Items from a dataset:
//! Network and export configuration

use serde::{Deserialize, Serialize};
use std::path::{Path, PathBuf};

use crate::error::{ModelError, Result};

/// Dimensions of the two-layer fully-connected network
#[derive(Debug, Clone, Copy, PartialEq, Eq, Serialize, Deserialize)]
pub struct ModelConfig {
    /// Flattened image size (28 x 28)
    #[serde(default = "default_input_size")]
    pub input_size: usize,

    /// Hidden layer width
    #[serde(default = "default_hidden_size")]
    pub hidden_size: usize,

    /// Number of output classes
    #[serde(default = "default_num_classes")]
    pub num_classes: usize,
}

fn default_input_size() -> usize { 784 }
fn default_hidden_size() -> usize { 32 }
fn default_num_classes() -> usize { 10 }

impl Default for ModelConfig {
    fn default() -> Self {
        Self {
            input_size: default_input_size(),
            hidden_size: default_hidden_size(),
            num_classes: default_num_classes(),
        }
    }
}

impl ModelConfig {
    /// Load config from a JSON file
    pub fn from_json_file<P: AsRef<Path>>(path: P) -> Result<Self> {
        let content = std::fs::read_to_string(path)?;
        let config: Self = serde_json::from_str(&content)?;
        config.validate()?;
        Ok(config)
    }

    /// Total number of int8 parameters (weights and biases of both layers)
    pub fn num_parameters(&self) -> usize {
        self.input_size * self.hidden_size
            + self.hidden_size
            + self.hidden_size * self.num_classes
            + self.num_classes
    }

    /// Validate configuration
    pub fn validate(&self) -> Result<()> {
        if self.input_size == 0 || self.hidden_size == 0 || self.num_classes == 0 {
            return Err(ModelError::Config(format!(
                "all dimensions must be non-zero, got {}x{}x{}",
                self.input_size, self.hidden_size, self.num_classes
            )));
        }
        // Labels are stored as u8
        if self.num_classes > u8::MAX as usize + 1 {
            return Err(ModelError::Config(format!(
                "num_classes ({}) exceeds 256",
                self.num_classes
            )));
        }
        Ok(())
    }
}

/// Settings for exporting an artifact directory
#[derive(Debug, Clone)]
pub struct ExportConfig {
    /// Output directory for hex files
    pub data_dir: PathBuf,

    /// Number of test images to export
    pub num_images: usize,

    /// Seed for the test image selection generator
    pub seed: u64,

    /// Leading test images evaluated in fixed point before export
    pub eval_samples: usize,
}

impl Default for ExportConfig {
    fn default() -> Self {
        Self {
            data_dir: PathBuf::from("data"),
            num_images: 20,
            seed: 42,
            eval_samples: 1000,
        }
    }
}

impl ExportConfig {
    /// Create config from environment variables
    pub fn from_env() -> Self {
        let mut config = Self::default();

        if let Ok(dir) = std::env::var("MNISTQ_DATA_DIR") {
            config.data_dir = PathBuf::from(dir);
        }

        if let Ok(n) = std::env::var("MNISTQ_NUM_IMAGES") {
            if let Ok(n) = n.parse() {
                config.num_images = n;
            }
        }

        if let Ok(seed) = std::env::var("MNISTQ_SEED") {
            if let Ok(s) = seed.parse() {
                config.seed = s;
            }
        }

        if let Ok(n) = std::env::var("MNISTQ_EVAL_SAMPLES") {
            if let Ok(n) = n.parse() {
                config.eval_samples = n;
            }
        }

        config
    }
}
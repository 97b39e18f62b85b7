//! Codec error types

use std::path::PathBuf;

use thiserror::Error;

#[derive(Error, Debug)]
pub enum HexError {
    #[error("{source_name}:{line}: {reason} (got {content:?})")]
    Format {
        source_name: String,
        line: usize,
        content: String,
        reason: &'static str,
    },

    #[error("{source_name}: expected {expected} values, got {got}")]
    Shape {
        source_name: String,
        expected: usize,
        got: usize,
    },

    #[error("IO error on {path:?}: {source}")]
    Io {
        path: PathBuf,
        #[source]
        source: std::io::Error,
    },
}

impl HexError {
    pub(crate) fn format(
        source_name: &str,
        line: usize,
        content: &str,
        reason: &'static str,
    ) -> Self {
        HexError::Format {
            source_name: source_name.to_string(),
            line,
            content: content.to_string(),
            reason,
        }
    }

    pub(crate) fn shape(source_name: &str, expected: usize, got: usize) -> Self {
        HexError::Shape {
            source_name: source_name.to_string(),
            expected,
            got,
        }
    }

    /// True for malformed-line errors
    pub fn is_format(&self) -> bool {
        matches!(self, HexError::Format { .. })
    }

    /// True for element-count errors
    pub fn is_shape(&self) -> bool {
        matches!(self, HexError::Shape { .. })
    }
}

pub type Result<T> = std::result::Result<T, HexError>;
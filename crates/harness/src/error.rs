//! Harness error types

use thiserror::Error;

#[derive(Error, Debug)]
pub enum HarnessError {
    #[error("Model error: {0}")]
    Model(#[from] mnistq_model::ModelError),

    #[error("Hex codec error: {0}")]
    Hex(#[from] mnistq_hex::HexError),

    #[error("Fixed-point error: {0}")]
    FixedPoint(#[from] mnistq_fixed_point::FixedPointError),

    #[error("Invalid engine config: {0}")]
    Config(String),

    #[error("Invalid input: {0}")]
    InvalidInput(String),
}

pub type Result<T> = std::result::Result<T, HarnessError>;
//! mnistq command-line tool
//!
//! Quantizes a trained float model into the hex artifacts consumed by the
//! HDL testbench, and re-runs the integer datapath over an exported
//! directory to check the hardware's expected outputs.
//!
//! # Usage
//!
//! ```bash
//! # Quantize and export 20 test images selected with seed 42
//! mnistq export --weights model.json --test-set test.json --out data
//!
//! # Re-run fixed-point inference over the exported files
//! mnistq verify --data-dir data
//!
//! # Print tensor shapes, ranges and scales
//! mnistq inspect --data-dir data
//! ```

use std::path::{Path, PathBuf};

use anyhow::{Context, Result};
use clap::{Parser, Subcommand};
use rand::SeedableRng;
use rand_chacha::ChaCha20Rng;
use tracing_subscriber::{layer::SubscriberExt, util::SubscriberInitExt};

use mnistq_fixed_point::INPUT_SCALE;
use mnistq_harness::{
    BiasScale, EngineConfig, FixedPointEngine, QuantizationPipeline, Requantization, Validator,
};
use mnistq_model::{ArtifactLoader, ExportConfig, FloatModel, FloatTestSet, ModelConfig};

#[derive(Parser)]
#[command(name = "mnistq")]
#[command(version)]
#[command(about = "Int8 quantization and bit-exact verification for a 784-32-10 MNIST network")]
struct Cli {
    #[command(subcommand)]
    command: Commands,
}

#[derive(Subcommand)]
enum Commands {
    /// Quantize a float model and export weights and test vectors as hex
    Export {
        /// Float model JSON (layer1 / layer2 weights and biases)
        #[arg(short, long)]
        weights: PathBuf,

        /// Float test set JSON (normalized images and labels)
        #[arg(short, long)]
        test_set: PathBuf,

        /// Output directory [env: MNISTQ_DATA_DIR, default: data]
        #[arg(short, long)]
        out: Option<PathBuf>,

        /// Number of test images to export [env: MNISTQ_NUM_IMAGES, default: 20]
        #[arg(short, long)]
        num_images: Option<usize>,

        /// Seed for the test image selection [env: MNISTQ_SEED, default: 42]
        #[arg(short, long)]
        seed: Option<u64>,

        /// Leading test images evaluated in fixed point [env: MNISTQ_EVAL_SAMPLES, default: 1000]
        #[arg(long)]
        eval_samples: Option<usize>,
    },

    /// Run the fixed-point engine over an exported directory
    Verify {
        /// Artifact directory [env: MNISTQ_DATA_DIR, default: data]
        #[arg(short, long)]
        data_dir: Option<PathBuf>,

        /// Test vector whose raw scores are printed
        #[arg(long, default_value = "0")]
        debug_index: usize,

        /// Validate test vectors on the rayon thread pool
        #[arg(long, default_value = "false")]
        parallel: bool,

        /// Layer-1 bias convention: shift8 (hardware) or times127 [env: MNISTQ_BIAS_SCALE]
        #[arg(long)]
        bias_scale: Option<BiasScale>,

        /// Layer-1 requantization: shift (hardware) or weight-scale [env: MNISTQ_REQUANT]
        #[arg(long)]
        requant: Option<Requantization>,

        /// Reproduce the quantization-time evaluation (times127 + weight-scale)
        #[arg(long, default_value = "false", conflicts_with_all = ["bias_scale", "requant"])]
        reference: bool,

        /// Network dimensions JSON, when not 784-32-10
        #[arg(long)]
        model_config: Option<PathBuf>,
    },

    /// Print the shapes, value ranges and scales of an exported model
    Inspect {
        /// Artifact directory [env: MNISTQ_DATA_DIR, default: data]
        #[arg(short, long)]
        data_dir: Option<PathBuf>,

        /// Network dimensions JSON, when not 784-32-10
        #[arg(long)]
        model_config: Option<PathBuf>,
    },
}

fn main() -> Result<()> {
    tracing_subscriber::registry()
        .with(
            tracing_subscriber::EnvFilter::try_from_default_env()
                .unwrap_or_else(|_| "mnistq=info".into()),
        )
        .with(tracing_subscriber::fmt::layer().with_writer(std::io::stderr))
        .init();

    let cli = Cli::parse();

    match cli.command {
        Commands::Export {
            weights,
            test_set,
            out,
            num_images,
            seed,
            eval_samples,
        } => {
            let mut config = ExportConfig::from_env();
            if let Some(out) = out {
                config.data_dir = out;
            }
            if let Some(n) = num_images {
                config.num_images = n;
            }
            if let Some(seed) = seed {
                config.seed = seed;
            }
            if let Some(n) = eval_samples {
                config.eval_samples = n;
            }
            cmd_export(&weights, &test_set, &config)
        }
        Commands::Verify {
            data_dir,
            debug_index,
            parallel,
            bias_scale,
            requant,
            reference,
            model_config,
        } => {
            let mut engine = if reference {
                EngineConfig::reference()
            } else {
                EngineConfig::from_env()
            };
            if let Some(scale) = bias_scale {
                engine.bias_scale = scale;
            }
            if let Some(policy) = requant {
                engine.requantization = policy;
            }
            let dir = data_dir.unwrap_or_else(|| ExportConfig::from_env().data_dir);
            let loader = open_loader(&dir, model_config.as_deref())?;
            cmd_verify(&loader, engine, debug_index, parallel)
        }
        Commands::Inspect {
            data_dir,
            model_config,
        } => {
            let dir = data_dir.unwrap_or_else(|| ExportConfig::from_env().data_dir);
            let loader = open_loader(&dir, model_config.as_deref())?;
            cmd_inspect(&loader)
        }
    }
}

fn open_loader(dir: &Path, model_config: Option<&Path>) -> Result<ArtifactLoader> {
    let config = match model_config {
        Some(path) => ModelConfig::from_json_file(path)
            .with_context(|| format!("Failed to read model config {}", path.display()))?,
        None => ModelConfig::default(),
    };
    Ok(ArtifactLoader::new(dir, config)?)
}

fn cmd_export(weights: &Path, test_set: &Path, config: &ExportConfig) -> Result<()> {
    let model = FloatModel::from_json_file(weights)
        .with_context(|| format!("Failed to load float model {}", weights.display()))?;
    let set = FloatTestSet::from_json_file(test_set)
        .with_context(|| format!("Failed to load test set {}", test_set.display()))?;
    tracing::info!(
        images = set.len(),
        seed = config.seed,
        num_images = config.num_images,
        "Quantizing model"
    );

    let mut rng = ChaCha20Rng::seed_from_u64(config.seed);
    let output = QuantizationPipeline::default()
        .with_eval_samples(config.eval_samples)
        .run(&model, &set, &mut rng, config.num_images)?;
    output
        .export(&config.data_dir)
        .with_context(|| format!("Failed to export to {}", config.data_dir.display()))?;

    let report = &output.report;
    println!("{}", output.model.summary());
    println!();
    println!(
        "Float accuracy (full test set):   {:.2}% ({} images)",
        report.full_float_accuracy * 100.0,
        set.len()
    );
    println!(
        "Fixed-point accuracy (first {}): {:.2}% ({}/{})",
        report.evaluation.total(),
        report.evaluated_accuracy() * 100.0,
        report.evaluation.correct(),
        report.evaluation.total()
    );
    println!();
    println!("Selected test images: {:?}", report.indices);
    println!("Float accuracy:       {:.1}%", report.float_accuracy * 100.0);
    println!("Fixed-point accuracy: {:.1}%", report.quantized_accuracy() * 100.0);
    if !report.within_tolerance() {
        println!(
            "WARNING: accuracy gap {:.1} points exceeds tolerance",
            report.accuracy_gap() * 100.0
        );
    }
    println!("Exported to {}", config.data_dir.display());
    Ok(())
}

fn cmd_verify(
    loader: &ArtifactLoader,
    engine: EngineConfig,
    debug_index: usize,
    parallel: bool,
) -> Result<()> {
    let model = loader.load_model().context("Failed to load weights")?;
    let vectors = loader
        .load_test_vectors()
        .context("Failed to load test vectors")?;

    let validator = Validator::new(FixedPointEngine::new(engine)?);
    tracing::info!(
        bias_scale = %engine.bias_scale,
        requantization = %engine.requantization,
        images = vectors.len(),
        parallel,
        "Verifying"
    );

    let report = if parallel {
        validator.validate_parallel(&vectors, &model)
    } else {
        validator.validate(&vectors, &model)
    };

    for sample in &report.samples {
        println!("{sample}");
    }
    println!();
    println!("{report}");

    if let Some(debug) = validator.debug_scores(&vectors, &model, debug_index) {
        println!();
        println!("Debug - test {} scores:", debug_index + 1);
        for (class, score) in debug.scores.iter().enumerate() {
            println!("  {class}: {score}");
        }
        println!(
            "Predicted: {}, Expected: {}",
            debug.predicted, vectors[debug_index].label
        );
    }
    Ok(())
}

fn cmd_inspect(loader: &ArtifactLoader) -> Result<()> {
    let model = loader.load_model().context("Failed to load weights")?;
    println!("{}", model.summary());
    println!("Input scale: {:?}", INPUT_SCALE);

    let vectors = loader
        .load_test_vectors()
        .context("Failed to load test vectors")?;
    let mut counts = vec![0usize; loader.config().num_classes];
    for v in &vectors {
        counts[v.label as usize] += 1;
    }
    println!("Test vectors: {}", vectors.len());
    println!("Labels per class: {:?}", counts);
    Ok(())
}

What needs to be done: Up to and including the line with "dimensions must be", output every line of the records above exactly, starting from the first; output nothing else.

Output below:
//! Network and export configuration

use serde::{Deserialize, Serialize};
use std::path::{Path, PathBuf};

use crate::error::{ModelError, Result};

/// Dimensions of the two-layer fully-connected network
#[derive(Debug, Clone, Copy, PartialEq, Eq, Serialize, Deserialize)]
pub struct ModelConfig {
    /// Flattened image size (28 x 28)
    #[serde(default = "default_input_size")]
    pub input_size: usize,

    /// Hidden layer width
    #[serde(default = "default_hidden_size")]
    pub hidden_size: usize,

    /// Number of output classes
    #[serde(default = "default_num_classes")]
    pub num_classes: usize,
}

fn default_input_size() -> usize { 784 }
fn default_hidden_size() -> usize { 32 }
fn default_num_classes() -> usize { 10 }

impl Default for ModelConfig {
    fn default() -> Self {
        Self {
            input_size: default_input_size(),
            hidden_size: default_hidden_size(),
            num_classes: default_num_classes(),
        }
    }
}

impl ModelConfig {
    /// Load config from a JSON file
    pub fn from_json_file<P: AsRef<Path>>(path: P) -> Result<Self> {
        let content = std::fs::read_to_string(path)?;
        let config: Self = serde_json::from_str(&content)?;
        config.validate()?;
        Ok(config)
    }

    /// Total number of int8 parameters (weights and biases of both layers)
    pub fn num_parameters(&self) -> usize {
        self.input_size * self.hidden_size
            + self.hidden_size
            + self.hidden_size * self.num_classes
            + self.num_classes
    }

    /// Validate configuration
    pub fn validate(&self) -> Result<()> {
        if self.input_size == 0 || self.hidden_size == 0 || self.num_classes == 0 {
            return Err(ModelError::Config(format!(
                "all dimensions must be non-zero, got {}x{}x{}",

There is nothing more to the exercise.